*** Material shown
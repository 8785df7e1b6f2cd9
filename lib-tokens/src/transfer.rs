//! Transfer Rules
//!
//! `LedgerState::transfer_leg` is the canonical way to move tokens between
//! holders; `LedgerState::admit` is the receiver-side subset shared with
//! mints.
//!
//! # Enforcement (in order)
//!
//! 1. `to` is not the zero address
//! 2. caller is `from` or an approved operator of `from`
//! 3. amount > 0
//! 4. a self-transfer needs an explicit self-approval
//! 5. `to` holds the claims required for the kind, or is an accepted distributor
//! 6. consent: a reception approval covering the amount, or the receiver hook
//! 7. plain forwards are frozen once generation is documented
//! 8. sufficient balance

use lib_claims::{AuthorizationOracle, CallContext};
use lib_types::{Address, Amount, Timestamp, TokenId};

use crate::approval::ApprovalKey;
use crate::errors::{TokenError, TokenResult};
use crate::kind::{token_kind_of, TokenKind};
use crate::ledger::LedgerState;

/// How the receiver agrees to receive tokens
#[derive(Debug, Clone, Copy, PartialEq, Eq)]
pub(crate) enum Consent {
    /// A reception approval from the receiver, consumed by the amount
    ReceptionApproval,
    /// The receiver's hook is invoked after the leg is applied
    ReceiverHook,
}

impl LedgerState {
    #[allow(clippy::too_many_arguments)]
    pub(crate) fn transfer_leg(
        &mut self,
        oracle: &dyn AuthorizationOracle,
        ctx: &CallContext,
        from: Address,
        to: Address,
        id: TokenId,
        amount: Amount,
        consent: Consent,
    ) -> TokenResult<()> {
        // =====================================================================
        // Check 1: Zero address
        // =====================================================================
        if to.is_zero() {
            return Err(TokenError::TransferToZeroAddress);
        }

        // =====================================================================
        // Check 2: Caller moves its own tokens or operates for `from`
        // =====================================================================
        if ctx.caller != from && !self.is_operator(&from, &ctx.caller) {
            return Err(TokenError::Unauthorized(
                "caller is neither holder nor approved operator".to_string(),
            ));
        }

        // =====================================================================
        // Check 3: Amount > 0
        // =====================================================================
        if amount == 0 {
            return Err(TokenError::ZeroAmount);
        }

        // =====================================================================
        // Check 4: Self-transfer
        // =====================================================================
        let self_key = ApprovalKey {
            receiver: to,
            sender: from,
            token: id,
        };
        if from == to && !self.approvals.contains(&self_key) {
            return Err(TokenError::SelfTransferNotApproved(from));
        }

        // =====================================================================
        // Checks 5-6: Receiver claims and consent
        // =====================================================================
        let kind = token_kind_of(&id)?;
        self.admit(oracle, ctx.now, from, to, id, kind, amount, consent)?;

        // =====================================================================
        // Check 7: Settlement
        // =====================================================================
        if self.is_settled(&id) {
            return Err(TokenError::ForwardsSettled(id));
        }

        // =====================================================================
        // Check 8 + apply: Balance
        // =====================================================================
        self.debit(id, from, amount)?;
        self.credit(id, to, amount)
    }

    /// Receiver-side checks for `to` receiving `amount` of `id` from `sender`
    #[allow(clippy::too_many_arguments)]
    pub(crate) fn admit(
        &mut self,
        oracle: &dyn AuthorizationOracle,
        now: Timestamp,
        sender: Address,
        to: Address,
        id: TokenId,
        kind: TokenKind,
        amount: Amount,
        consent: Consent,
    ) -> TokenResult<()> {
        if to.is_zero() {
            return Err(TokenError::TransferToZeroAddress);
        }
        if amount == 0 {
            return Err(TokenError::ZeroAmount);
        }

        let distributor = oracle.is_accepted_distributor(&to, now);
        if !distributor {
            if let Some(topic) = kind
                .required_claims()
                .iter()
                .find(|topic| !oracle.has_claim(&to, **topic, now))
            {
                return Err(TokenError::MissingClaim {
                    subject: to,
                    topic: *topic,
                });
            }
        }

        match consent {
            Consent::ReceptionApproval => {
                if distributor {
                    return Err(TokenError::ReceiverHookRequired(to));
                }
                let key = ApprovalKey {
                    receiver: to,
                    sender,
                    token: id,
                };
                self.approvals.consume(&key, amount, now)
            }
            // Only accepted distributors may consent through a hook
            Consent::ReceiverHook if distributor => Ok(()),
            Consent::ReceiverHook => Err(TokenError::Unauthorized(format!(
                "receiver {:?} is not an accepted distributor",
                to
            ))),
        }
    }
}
******
*** Material shown
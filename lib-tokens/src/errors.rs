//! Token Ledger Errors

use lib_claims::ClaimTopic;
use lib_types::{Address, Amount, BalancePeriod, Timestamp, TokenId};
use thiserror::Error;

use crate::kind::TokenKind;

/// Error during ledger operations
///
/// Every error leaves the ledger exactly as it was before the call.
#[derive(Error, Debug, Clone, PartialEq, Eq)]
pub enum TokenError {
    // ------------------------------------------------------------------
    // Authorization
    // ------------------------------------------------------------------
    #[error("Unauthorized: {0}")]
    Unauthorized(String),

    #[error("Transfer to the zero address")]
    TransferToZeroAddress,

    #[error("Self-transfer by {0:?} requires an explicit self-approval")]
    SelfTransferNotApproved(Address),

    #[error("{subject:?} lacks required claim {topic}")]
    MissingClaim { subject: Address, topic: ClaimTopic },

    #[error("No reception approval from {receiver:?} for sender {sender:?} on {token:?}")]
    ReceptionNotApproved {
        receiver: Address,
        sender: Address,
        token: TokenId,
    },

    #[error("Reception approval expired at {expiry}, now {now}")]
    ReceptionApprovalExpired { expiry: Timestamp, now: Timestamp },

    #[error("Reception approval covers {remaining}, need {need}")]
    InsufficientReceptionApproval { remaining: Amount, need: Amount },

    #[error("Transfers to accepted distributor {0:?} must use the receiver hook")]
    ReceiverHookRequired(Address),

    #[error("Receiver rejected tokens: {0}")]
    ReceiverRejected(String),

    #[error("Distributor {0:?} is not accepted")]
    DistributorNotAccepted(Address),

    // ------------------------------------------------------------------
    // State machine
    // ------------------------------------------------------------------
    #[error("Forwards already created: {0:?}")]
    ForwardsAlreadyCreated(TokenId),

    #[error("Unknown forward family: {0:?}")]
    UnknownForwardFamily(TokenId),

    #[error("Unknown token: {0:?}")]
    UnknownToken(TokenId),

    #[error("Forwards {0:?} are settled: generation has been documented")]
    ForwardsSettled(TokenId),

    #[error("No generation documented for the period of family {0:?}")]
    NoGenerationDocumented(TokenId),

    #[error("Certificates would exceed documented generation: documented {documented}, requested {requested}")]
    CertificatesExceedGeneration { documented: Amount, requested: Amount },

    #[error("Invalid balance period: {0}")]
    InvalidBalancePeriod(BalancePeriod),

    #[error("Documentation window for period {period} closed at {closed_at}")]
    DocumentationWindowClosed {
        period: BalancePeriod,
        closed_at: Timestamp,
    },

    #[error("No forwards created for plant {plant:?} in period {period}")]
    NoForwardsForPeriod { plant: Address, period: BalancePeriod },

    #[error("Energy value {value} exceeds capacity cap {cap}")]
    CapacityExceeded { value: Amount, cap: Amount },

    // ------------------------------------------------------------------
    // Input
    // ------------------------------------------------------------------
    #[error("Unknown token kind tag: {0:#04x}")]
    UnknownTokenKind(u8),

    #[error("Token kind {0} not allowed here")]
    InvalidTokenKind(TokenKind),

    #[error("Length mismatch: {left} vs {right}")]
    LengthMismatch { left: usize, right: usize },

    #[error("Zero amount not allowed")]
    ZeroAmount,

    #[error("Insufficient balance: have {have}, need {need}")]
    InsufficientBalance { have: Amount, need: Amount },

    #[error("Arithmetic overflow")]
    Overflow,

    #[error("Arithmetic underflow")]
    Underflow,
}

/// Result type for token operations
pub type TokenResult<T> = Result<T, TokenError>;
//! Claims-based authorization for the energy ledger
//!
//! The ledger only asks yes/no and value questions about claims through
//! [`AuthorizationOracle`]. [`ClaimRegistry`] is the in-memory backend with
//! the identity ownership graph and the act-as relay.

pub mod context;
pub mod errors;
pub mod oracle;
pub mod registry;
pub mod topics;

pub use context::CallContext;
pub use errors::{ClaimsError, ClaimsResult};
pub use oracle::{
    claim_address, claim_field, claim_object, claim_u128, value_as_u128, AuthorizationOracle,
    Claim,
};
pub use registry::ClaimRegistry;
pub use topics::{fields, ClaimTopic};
******
*** Material shown
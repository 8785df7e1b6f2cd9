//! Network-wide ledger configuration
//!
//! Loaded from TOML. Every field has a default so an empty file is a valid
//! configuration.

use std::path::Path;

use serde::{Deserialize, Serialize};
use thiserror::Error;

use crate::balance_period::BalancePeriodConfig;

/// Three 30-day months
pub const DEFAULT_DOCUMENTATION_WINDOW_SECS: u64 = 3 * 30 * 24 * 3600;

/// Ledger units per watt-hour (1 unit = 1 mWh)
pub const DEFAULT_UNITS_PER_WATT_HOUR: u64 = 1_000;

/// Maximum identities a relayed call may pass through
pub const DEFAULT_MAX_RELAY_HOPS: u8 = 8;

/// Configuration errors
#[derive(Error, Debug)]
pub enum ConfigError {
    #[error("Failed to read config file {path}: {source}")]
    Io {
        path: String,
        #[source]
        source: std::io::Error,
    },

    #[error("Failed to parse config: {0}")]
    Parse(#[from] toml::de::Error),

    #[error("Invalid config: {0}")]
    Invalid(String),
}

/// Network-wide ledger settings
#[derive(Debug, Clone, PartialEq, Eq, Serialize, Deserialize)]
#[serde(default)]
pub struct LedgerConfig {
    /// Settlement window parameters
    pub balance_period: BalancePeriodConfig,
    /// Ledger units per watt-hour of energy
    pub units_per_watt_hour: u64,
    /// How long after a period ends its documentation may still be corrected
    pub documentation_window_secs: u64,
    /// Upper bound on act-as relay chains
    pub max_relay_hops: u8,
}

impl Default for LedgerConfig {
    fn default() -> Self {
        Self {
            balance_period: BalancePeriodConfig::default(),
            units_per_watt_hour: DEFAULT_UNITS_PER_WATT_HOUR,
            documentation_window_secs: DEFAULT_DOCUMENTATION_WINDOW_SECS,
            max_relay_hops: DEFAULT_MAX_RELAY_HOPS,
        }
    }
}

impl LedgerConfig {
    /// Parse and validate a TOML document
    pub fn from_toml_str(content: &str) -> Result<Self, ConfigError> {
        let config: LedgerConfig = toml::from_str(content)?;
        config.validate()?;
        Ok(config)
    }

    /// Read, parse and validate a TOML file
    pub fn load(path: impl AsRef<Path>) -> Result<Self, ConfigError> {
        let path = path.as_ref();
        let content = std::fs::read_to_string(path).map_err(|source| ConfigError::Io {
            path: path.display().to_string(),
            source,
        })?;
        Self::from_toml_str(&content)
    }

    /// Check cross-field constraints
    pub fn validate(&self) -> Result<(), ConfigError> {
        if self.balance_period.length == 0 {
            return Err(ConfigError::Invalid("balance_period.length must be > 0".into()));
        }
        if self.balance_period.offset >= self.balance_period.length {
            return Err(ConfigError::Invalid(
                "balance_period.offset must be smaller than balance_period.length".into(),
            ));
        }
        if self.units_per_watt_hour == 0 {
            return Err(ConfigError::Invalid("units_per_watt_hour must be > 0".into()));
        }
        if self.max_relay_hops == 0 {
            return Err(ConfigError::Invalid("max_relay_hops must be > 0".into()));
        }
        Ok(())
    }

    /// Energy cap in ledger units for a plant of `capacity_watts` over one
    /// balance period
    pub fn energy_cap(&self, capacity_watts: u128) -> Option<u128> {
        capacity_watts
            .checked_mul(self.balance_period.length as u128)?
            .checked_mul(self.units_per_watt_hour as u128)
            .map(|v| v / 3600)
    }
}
******
§ What you should do
The answer must be every line of the data that contains the word "LedgerConfig".

§ Exercise response
pub struct LedgerConfig {
impl Default for LedgerConfig {
impl LedgerConfig {
        let config: LedgerConfig = toml::from_str(content)?;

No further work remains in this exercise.